### Work instruction:
In the entries below, count each line holding the word "display". Answer with the total alone.

(Stored data)
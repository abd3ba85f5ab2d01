//! Daemon command handler
//!
//! Watches every configured source and keeps the store in sync until
//! interrupted.

use anyhow::{bail, Result};
use tokio::sync::watch;
use tracing::{error, info};

use marksync_core::{Config, MirrorMode, Orchestrator, Registry, TieredStore};

use crate::output::Output;

pub async fn run(config: &Config, output: &Output) -> Result<()> {
    if config.sources.is_empty() {
        bail!(
            "No sources configured. Add one to:\n  {}",
            Config::config_file_path().display()
        );
    }

    let disk_path = config.disk_path();
    let (store, scheduler) = match config.mirror {
        MirrorMode::Immediate => (TieredStore::open(&disk_path), None),
        MirrorMode::Debounced => {
            match TieredStore::open_debounced(&disk_path, config.mirror_interval()) {
                Ok((store, scheduler)) => (Ok(store), Some(scheduler)),
                Err(e) => (Err(e), None),
            }
        }
    };
    let store = store.map_err(|e| super::store_failure(output, e, &disk_path))?;

    let (registry, errors) = Registry::from_config(config, &store);
    for e in &errors {
        output.warn(&e.to_string());
    }
    if registry.is_empty() {
        bail!("No source could be registered");
    }

    let mut orchestrator = Orchestrator::new(store, registry);
    if let Some(scheduler) = scheduler {
        orchestrator = orchestrator.with_scheduler(scheduler);
    }

    let (stop_tx, stop_rx) = watch::channel(false);
    tokio::spawn(async move {
        if let Err(e) = tokio::signal::ctrl_c().await {
            error!(error = %e, "failed to listen for interrupt, stopping");
        } else {
            info!("interrupt received, shutting down");
        }
        let _ = stop_tx.send(true);
    });

    output.message(&format!(
        "Watching {} source(s), press Ctrl-C to stop",
        orchestrator.registry().len()
    ));
    let statuses = orchestrator.run(stop_rx).await;
    output.print_statuses(&statuses);
    Ok(())
}
//! Status command handler

use anyhow::Result;

use marksync_core::{Config, Tier};

use crate::output::{Output, OutputFormat};

/// Show configured sources and the state of the disk tier
pub fn show(config: &Config, output: &Output) -> Result<()> {
    let disk_path = config.disk_path();
    let stored = if disk_path.exists() {
        Some(Tier::open_disk(&disk_path)?.count()?)
    } else {
        None
    };

    match output.format {
        OutputFormat::Json => {
            let sources: Vec<_> = config
                .sources
                .iter()
                .map(|s| {
                    serde_json::json!({
                        "name": s.name,
                        "kind": s.kind.as_str(),
                        "path": s.bookmark_path(),
                        "available": s.bookmark_path().exists(),
                        "watch": s.watch,
                        "debounce_ms": config.debounce_for(s).as_millis() as u64,
                    })
                })
                .collect();
            output.json(&serde_json::json!({
                "disk": {
                    "path": disk_path,
                    "exists": stored.is_some(),
                    "records": stored,
                },
                "mirror": config.mirror,
                "sources": sources,
            }));
        }
        OutputFormat::Quiet => {
            println!("{}", stored.unwrap_or(0));
        }
        OutputFormat::Human => {
            println!("marksync Status");
            println!("===============");
            println!();
            println!("Storage:");
            println!("  Location: {}", disk_path.display());
            match stored {
                Some(count) => println!("  Bookmarks: {}", count),
                None => println!("  Bookmarks: (no disk tier yet)"),
            }
            println!("  Mirror:   {:?}", config.mirror);
            println!();
            println!("Sources:");
            if config.sources.is_empty() {
                println!("  (none configured)");
            }
            for source in &config.sources {
                let path = source.bookmark_path();
                println!(
                    "  {} ({}) {}{}",
                    source.name,
                    source.kind.as_str(),
                    path.display(),
                    if path.exists() { "" } else { " [missing]" }
                );
            }
        }
    }

    Ok(())
}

### Exercise solution:
3